U.S. Supreme Court Allows Suit to Proceed against Former Somali Minister of Defense
Court rules that victims of torture and other human rights abuses can bring claims against officials living in the United States.
June 1, 2010, Cambridge, MA - The U.S. Supreme Court has ruled that foreign government officials who committed human rights abuses while in office are not entitled to immunity in U.S. courts under the Foreign Sovereign Immunities Act (FSIA). The Court held unanimously that FSIA immunity extends only to foreign states and their agencies, not to individuals.
A brief prepared by Harvard Law School's International Human Rights Clinic (IHRC) on behalf of more than twenty amici curiae argued that the FSIA does not shield individual former officials from suit in U.S. courts for violations of fundamental human rights such as torture and extrajudicial killing. Amici included Human Rights Watch, Amnesty International, Human Rights First, EarthRights International, and the IHRC, as well as individual torture survivors such as Dolly Filártiga, who brought the first successful case against a torturer under the Alien Tort Statute in 1980.
"The Supreme Court's ruling is a victory for survivors of torture," said Andrea Prasow, senior counterterrorism counsel at Human Rights Watch."It puts to rest the idea that officials can get away with torture by hiding behind a law that protects foreign governments from suit."
The case, Samantar v. Yousuf, brings claims against Somali General Mohamed Ali Samantar for torture, rape, and mass executions committed against the civilian population of Somalia during the 1980s. The Supreme Court's decision means the case against Samantar is remanded to the district court for further proceedings.
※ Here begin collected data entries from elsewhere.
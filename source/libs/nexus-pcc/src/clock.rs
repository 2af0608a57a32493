// Copyright 2024 Open Nexus OS Contributors
// SPDX-License-Identifier: Apache-2.0

//! CONTEXT: Time sources for deadline polling and command spacing.

use std::sync::atomic::{AtomicU64, Ordering};
use std::time::{Duration, Instant};

/// Clock source used by the ownership poll, MRTT spacing and MPAR windows.
pub trait Clock: Send + Sync {
    /// Monotonic time in nanoseconds.
    fn now_ns(&self) -> u64;

    /// Stalls the calling thread for `duration`.
    fn delay(&self, duration: Duration);
}

/// Host clock backed by `std::time::Instant`.
pub struct HostClock {
    start: Instant,
}

impl HostClock {
    pub fn new() -> Self {
        Self { start: Instant::now() }
    }
}

impl Default for HostClock {
    fn default() -> Self {
        Self::new()
    }
}

impl Clock for HostClock {
    fn now_ns(&self) -> u64 {
        duration_to_ns(self.start.elapsed())
    }

    fn delay(&self, duration: Duration) {
        std::thread::sleep(duration);
    }
}

/// Synthetic clock that only moves when someone delays on it or advances it.
#[derive(Default)]
pub struct ManualClock {
    now: AtomicU64,
}

impl ManualClock {
    pub fn new() -> Self {
        Self::default()
    }

    pub fn advance(&self, duration: Duration) {
        self.now.fetch_add(duration_to_ns(duration), Ordering::SeqCst);
    }
}

impl Clock for ManualClock {
    fn now_ns(&self) -> u64 {
        self.now.load(Ordering::SeqCst)
    }

    fn delay(&self, duration: Duration) {
        self.advance(duration);
    }
}

pub(crate) fn duration_to_ns(d: Duration) -> u64 {
    d.as_secs().saturating_mul(1_000_000_000).saturating_add(u64::from(d.subsec_nanos()))
}
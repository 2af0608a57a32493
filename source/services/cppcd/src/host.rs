// Copyright 2024 Open Nexus OS Contributors
// SPDX-License-Identifier: Apache-2.0

//! CONTEXT: Host backends for the CPPC service
//!
//! PUBLIC API:
//!   - MemoryRegisters: RegisterAccess over an in-memory map (system memory and FFH)
//!   - LoopbackProvider: ChannelProvider handing out LoopbackPlatform subspaces

use std::collections::HashMap;
use std::sync::atomic::{AtomicUsize, Ordering};
use std::sync::Arc;

use nexus_hal::{AddressSpace, HalError, RegisterAccess, RegisterDescriptor};
use nexus_pcc::host::LoopbackPlatform;
use nexus_pcc::{Clock, ConfigError, SubspaceConfig};
use parking_lot::Mutex;

use crate::platform::{ChannelBinding, ChannelProvider};

/// Register file keyed by address space and address.
#[derive(Default)]
pub struct MemoryRegisters {
    cells: Mutex<HashMap<(AddressSpace, u64), u64>>,
}

impl MemoryRegisters {
    pub fn new() -> Self {
        Self::default()
    }

    /// Presets `reg`, bypassing width checks.
    pub fn set(&self, reg: &RegisterDescriptor, value: u64) {
        self.cells.lock().insert((reg.space, reg.address), value);
    }

    pub fn get(&self, reg: &RegisterDescriptor) -> u64 {
        self.cells.lock().get(&(reg.space, reg.address)).copied().unwrap_or(0)
    }

    fn mask(&self, reg: &RegisterDescriptor) -> Result<u64, HalError> {
        if !self.supports(reg.space) {
            return Err(HalError::Unsupported(reg.space));
        }
        match reg.width_bytes() {
            Some(8) => Ok(u64::MAX),
            Some(bytes) => Ok((1u64 << (bytes * 8)) - 1),
            None => Err(HalError::BadWidth(reg.bit_width)),
        }
    }
}

impl RegisterAccess for MemoryRegisters {
    fn read(&self, _cpu: usize, reg: &RegisterDescriptor) -> Result<u64, HalError> {
        let mask = self.mask(reg)?;
        Ok(self.get(reg) & mask)
    }

    fn write(&self, _cpu: usize, reg: &RegisterDescriptor, value: u64) -> Result<(), HalError> {
        let mask = self.mask(reg)?;
        self.set(reg, value & mask);
        Ok(())
    }

    fn supports(&self, space: AddressSpace) -> bool {
        matches!(space, AddressSpace::SystemMemory | AddressSpace::FixedHardware)
    }
}

/// Hands out loopback subspaces registered with [`LoopbackProvider::add`].
#[derive(Default)]
pub struct LoopbackProvider {
    subspaces: Mutex<HashMap<u8, (SubspaceConfig, Arc<LoopbackPlatform>)>>,
    clock: Option<Arc<dyn Clock>>,
    requests: AtomicUsize,
}

impl LoopbackProvider {
    pub fn new() -> Self {
        Self::default()
    }

    /// Binds every channel handed out to `clock`.
    pub fn with_clock(mut self, clock: Arc<dyn Clock>) -> Self {
        self.clock = Some(clock);
        self
    }

    /// Adds a subspace and returns its emulated platform.
    pub fn add(&self, config: SubspaceConfig) -> Arc<LoopbackPlatform> {
        let platform = Arc::new(LoopbackPlatform::new(config.subspace_index, config.length as usize));
        self.subspaces.lock().insert(config.subspace_index, (config, platform.clone()));
        platform
    }

    /// Adds an unthrottled subspace.
    pub fn add_subspace(&self, index: u8, length: u64, nominal_latency_us: u32) -> Arc<LoopbackPlatform> {
        self.add(SubspaceConfig {
            subspace_index: index,
            base_address: 0,
            length,
            nominal_latency_us,
            min_turnaround_us: 0,
            max_access_rate: 0,
        })
    }

    pub fn platform(&self, index: u8) -> Option<Arc<LoopbackPlatform>> {
        self.subspaces.lock().get(&index).map(|(_, platform)| platform.clone())
    }

    /// Number of channel requests served or refused so far.
    pub fn requests(&self) -> usize {
        self.requests.load(Ordering::SeqCst)
    }
}

impl ChannelProvider for LoopbackProvider {
    fn request_channel(&self, subspace: u8) -> Result<ChannelBinding, ConfigError> {
        self.requests.fetch_add(1, Ordering::SeqCst);
        let subspaces = self.subspaces.lock();
        let (config, platform) = subspaces.get(&subspace).ok_or(ConfigError::NoSubspace(subspace))?;
        Ok(ChannelBinding {
            config: config.clone(),
            region: platform.region().clone(),
            doorbell: platform.clone(),
            clock: self.clock.clone(),
        })
    }
}
// Copyright 2024 Open Nexus OS Contributors
// SPDX-License-Identifier: Apache-2.0

//! CONTEXT: CPPC performance-request service
//! OWNERS: @runtime
//! STATUS: Functional
//! API_STABILITY: Unstable
//! TEST_COVERAGE: Unit tests per module, integration tests in tests/api.rs
//!
//! PUBLIC API:
//!   - Cppc::register_cpu / Cppc::unregister_cpu
//!   - Cppc::set_desired_performance
//!   - Cppc::get_performance_capabilities / Cppc::get_feedback_counters
//!   - Cppc::transition_latency_ns
//!   - ChannelProvider: maps the PCC subspace named by the descriptors
//!
//! DEPENDENCIES:
//!   - nexus-pcc: channel ownership and batched writes
//!   - nexus-hal: register access for non-PCC address spaces
//!   - once_cell: single channel setup shared by every CPU

#![forbid(unsafe_code)]

mod cli;
mod config;
mod cpc;
pub mod host;
mod perf;
mod platform;
mod registry;
pub mod simulation;

pub use cli::{execute, help, run};
pub use config::{DaemonConfig, SimulationConfig, MAX_SIMULATED_CPUS};
pub use cpc::{CpcDescriptor, CpcEntry, CpcField, CPC_NUM_ENTRIES, CPC_REVISION};
pub use perf::{FeedbackCounters, PerfCaps, LATENCY_UNKNOWN};
pub use platform::{ChannelBinding, ChannelProvider};
pub use registry::Cppc;

use nexus_hal::AddressSpace;
use nexus_pcc::{ChannelError, ConfigError};
use thiserror::Error;

/// Failures of the CPPC service.
#[derive(Debug, Error)]
pub enum CppcError {
    #[error("cpu {0} has no CPPC descriptor")]
    NoDevice(usize),
    #[error("cpu {0} is already registered")]
    AlreadyRegistered(usize),
    #[error("cpu {cpu}: malformed CPC table: {reason}")]
    BadTable { cpu: usize, reason: &'static str },
    #[error("cpu {cpu}: {field:?} register in unsupported address space {space:?}")]
    UnsupportedSpace { cpu: usize, field: CpcField, space: AddressSpace },
    #[error("cpu {cpu}: {field:?} register {reason}")]
    BadRegister { cpu: usize, field: CpcField, reason: &'static str },
    #[error("PCC subspace mismatch: expected {expected}, found {found}")]
    SubspaceMismatch { expected: u8, found: u8 },
    #[error("cpu {cpu}: {field:?} is not a register")]
    NotWritable { cpu: usize, field: CpcField },
    /// A PCC register was used before any channel was set up.
    #[error("no PCC channel is bound")]
    NoChannel,
    #[error("channel setup failed: {0}")]
    Setup(#[from] ConfigError),
    #[error(transparent)]
    Channel(#[from] ChannelError),
    #[error("cannot read {path}: {reason}")]
    ConfigFile { path: String, reason: String },
    #[error("unexpected arguments: {0}")]
    Usage(String),
    #[error("invalid simulation: {0}")]
    Simulation(&'static str),
    #[error("simulation worker panicked")]
    Worker,
}
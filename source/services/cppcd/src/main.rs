// Copyright 2024 Open Nexus OS Contributors
// SPDX-License-Identifier: Apache-2.0

//! CONTEXT: CPPC daemon entrypoint wiring to service logic

fn main() {
    env_logger::init();
    std::process::exit(cppcd::run());
}
// Copyright 2024 Open Nexus OS Contributors
// SPDX-License-Identifier: Apache-2.0

//! CONTEXT: Seam between the CPPC registry and whoever maps PCC subspaces

use std::sync::Arc;

use nexus_hal::Doorbell;
use nexus_pcc::{Clock, ConfigError, SharedRegion, SubspaceConfig};

/// Everything needed to bind one PCC subspace.
pub struct ChannelBinding {
    pub config: SubspaceConfig,
    pub region: SharedRegion,
    pub doorbell: Arc<dyn Doorbell>,
    /// Overrides the host clock, mostly for tests.
    pub clock: Option<Arc<dyn Clock>>,
}

/// Maps a subspace's region and doorbell on request.
pub trait ChannelProvider: Send + Sync {
    fn request_channel(&self, subspace: u8) -> Result<ChannelBinding, ConfigError>;
}
// Copyright 2024 Open Nexus OS Contributors
// SPDX-License-Identifier: Apache-2.0

use std::path::Path;

use crate::config::DaemonConfig;
use crate::{simulation, CppcError};

pub fn help() -> &'static str {
    "cppcd drives CPPC performance requests over a PCC channel. Usage: cppcd [--help] [--config <file.toml>]"
}

/// Parses `args`, runs the simulation and returns the summary.
pub fn execute(args: &[&str]) -> Result<String, CppcError> {
    if args.contains(&"--help") {
        return Ok(help().to_string());
    }
    let config = match args {
        [] => DaemonConfig::default(),
        ["--config", path] => DaemonConfig::load(Path::new(path))?,
        _ => return Err(CppcError::Usage(args.join(" "))),
    };
    Ok(simulation::run(&config)?.to_string())
}

pub fn run() -> i32 {
    let owned: Vec<String> = std::env::args().skip(1).collect();
    let refs: Vec<&str> = owned.iter().map(|s| s.as_str()).collect();
    match execute(&refs) {
        Ok(summary) => {
            println!("{summary}");
            0
        }
        Err(err) => {
            eprintln!("cppcd: {err}");
            1
        }
    }
}

#[cfg(test)]
mod tests {
    use super::{execute, help};
    use crate::CppcError;

    #[test]
    fn help_contains_name() {
        assert!(help().contains("cppcd"));
        assert!(execute(&["--help"]).unwrap().contains("--config"));
    }

    #[test]
    fn stray_arguments_are_usage_errors() {
        assert!(matches!(execute(&["--verbose"]), Err(CppcError::Usage(_))));
        assert!(matches!(execute(&["--config"]), Err(CppcError::Usage(_))));
    }
}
The IHRC drafted the brief in collaboration with some of the leading human rights organizations around the globe. Tyler Giannini, Clinical Director of the IHRC and Lecturer on Law at Harvard Law School, served as counsel of record. "The Supreme Court's ruling is critical because it ensures that torture survivors-including American students, relief workers, and U.S. government personnel-can continue to seek justice in U.S. courts against government officials, as they have done for decades," Giannini said.
Rick Herz, Litigation Coordinator for EarthRights International, said, "We congratulate the plaintiffs and their counsel. This is a huge victory for all victims of atrocity whose oppressors have sought safe haven in the United States."
The case involves the claims of Bashe Abdi Yousuf as well as other torture survivors. Somali National Security Service agents and military police detained and tortured Yousuf. They subjected him to electrocution, denied him food and water, and forced him into stress positions, including tying his arms and legs tied behind his body and placing a heavy rock on his back.
Vienna Colucci, Senior Advisor for Policy at Amnesty International USA, said, "The Court's 9-0 decision is clear: the FSIA does not apply to individuals, and U.S. courts will not turn a blind eye to egregious human rights violations wherever they might occur."
Elisa Massimino, President and Chief Executive Officer of Human Rights First, noted: "The Court today preserved the Torture Victim Protection Act as a viable remedy for victims of gross human rights violations. The Act is vital to promote accountability of officials who commit these violations."
The case against Samantar was filed on behalf of Somali survivors, who were represented initially by the Center for Justice and Accountability (CJA). For the appeal before the Supreme Court, CJA has been joined by Akin, Gump, Strauss, Hauer & Feld LLP; the Stanford Law School Supreme Court Litigation Clinic; Cooley Godward Kronish LLP; and Howe & Russell, PC.